If you need a colonoscopy, should you get the procedure done in the outpatient department of a hospital or at a free-standing surgery center?
The answer for a growing list of medical procedures including colon cancer screening is becoming a big source of controversy for the state's hospitals, an industry that's well represented on the Star Tribune's annual survey of Minnesota's largest nonprofit groups.
Blue Cross and Blue Shield of Minnesota, the state's largest health insurer, last year adopted new rules that steer some patients away from outpatient departments at hospitals for colonoscopy and certain services that the carrier said can be performed at a lower cost in surgery centers. The Minnesota Hospital Association cried foul in response, saying the moves could violate state laws and threaten revenue that hospitals use to subsidize other services.
The trade group asked state regulators to investigate Blue Cross, and those reviews are ongoing. Health insurers across the county, meanwhile, are adopting similar policies for a variety of services, raising a significant financial challenge for hospitals in the process, said Dan Mendelson, the founder and former chief executive at Avalere Health, a consulting firm in Washington, D.C.
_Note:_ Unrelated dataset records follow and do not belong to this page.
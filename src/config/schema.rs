//! Configuration schema definitions.
//!
//! All types derive serde traits for deserialization from the TOML config
//! file. The top-level keys (`backends`, `bind`, `mode`, `certFile`,
//! `keyFile`) keep their historical names so existing config files continue
//! to parse.

use serde::{Deserialize, Serialize};

/// The only balancing policy the dispatcher implements.
pub const MODE_ROUND_ROBIN: &str = "round-robin";

/// Root configuration for the load balancer.
///
/// Constructed once at startup and passed explicitly into pool and server
/// construction; there is no global configuration state.
#[derive(Debug, Clone, Deserialize, Serialize)]
#[serde(default)]
pub struct BalancerConfig {
    /// Backend services to balance across, in rotation order.
    pub backends: Vec<String>,

    /// Address the load balancer listens on (e.g. "0.0.0.0:8080").
    pub bind: String,

    /// Balancing policy identifier. Only "round-robin" is supported.
    pub mode: String,

    /// Path to the TLS certificate file (PEM).
    #[serde(rename = "certFile")]
    pub cert_file: Option<String>,

    /// Path to the TLS private key file (PEM).
    #[serde(rename = "keyFile")]
    pub key_file: Option<String>,

    /// Timeout configuration.
    pub timeouts: TimeoutConfig,

    /// Observability settings.
    pub observability: ObservabilityConfig,
}

impl Default for BalancerConfig {
    fn default() -> Self {
        Self {
            backends: Vec::new(),
            bind: "0.0.0.0:8080".to_string(),
            mode: MODE_ROUND_ROBIN.to_string(),
            cert_file: None,
            key_file: None,
            timeouts: TimeoutConfig::default(),
            observability: ObservabilityConfig::default(),
        }
    }
}

impl BalancerConfig {
    /// Fold command-line flags over file values.
    ///
    /// The backends flag is a comma-separated list; whitespace is stripped,
    /// so "a:1, b:2" and "a:1,b:2" are equivalent.
    pub fn apply_overrides(&mut self, overrides: &CliOverrides) {
        if let Some(raw) = &overrides.backends {
            self.backends = raw
                .replace(' ', "")
                .split(',')
                .filter(|s| !s.is_empty())
                .map(str::to_string)
                .collect();
        }
        if let Some(bind) = &overrides.bind {
            self.bind = bind.clone();
        }
        if let Some(mode) = &overrides.mode {
            self.mode = mode.clone();
        }
        if let Some(cert_file) = &overrides.cert_file {
            self.cert_file = Some(cert_file.clone());
        }
        if let Some(key_file) = &overrides.key_file {
            self.key_file = Some(key_file.clone());
        }
    }

    /// True when both TLS paths are configured.
    pub fn tls_enabled(&self) -> bool {
        self.cert_file.is_some() && self.key_file.is_some()
    }
}

/// Command-line overrides applied on top of the config file.
#[derive(Debug, Clone, Default)]
pub struct CliOverrides {
    pub backends: Option<String>,
    pub bind: Option<String>,
    pub mode: Option<String>,
    pub cert_file: Option<String>,
    pub key_file: Option<String>,
}

/// Timeout configuration for various operations.
#[derive(Debug, Clone, Deserialize, Serialize)]
#[serde(default)]
pub struct TimeoutConfig {
    /// Connection establishment timeout towards a backend, in seconds.
    pub connect_secs: u64,

    /// Bound on one forwarded backend exchange, in seconds.
    pub upstream_secs: u64,

    /// Server-side bound on the whole request, in seconds.
    pub request_secs: u64,
}

impl Default for TimeoutConfig {
    fn default() -> Self {
        Self {
            connect_secs: 5,
            upstream_secs: 30,
            request_secs: 60,
        }
    }
}

/// Observability settings.
#[derive(Debug, Clone, Deserialize, Serialize)]
#[serde(default)]
pub struct ObservabilityConfig {
    /// Enable the Prometheus metrics exporter.
    pub metrics_enabled: bool,

    /// Address the metrics endpoint listens on.
    pub metrics_address: String,
}

impl Default for ObservabilityConfig {
    fn default() -> Self {
        Self {
            metrics_enabled: false,
            metrics_address: "127.0.0.1:9091".to_string(),
        }
    }
}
"Historically, I do think it's been true that some services have cross-subsidized other services," Mendelson said. "I think that in a world of value-based care, it will become increasingly difficult for hospitals to run those kind of cross-subsidies."
Ambulatory surgical centers are licensed in Minnesota to provide surgical procedures that do not require overnight inpatient hospital care. The centers have been around for decades and have grown as technology improvements, financial pressures and other factors push more medical procedures outside of inpatient hospitals.
The Minnesota Department of Health licenses 81 ambulatory surgery centers. Ownership of the centers is varied — physicians often are involved, but hospitals, health systems, business entities and national groups also have ownership interests. Surgery centers typically have a lower cost structure than hospitals because procedures are scheduled, whereas hospitals run 24/7 and need capacity for unexpected surges.
The new health insurance rules that are pushing procedures into surgery centers, rather than hospital outpatient departments, are known as "site of service" policies.